The typical sequence of operations for throughputting text in METAL was described. The first phase is text acquisition and preparation, which involves deformatting the source text, i.e. removing features of layout and reducing the text to translation units comprising its constituent words. The second phase is lexical analysis, or dictionary look-up; any unknown terms are entered manually or semi-automatically into the lexicon. Translation is performed during the third or machine run phase. The fourth and final phase consists of post-editing and reformatting.

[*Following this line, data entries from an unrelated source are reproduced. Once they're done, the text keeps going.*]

use std::io;
use std::path::PathBuf;

use thiserror::Error;

use crate::types::AccountId;

/// Error type for trace input, canonical store, and collaborator failures.
///
/// Data-level noise (bad timestamps, unparseable payloads, identifiers that
/// fail normalization) is never reported through this type.
#[derive(Debug, Error)]
pub enum RecoveryError {
    /// A required input file does not exist.
    #[error("input file not found: {}", path.display())]
    InputMissing {
        /// Path that was looked up.
        path: PathBuf,
    },
    /// A canonical store row could not be parsed.
    #[error("canonical store line {line} is malformed: {details}")]
    StoreFormat {
        /// One-based line number.
        line: usize,
        /// What was wrong with the row.
        details: String,
    },
    /// A remote account record could not be fetched.
    #[error("remote record for account '{account}' is unavailable: {reason}")]
    RemoteUnavailable {
        /// Account whose record was requested.
        account: AccountId,
        /// Collaborator-reported failure.
        reason: String,
    },
    /// Underlying filesystem failure.
    #[error(transparent)]
    Io(#[from] io::Error),
    /// Settings the run cannot proceed with.
    #[error("configuration error: {0}")]
    Configuration(String),
}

For the linguistic representation of the source language, METAL employs a dependency tree model. The system generates a parse tree for the SL sentence, which is then converted into a representation of the TL sentence by the transfer component. To translate compound noun phrases, a terminology look-up component searches for the longest string in the SL for which there is also a TL equivalent.
No presentation on the METAL Machine Translation System can dispense with at least a broad outline of the theory of MT, but thereafter the talk concentrated strictly on practical experience gained within the Sprachendienst over a number of years:
- Where MT works best
In SNI's experience specific subject areas and language pairs are required, involving high-volume texts and, wherever possible, the use of restricted language, all of which should be coupled with a continuous assessment of output.
- Suitability for MT
Emphasis was placed on the need to assess the source text for MT friendliness in terms of language pairing, document style, volume, subject area etc. Concrete examples of both good and poor quality MT translations were presented and discussed.
- Typical problems
Examples were given of some of the difficulties encountered at the stages of pre-editing (for example: terminology not coded adequately, non-translatable units not masked) and post-editing (for example: level of post-editing needed, text editor used, experience and attitude of human post-editor).
- Potential solutions
Recent efforts by the Sprachendienst to introduce the use of controlled language among its key accounts were described in some detail. 'Writing with the translation process in mind' concentrates on both human translation (at sentence and word level) and MT (for example: no combinations of words and special characters such as <$Date>). While a certain amount of success has been obtained to date, it is at times proving difficult to quantify the benefits, and technical authors and developers tend to perceive this approach as a restriction on their creativity.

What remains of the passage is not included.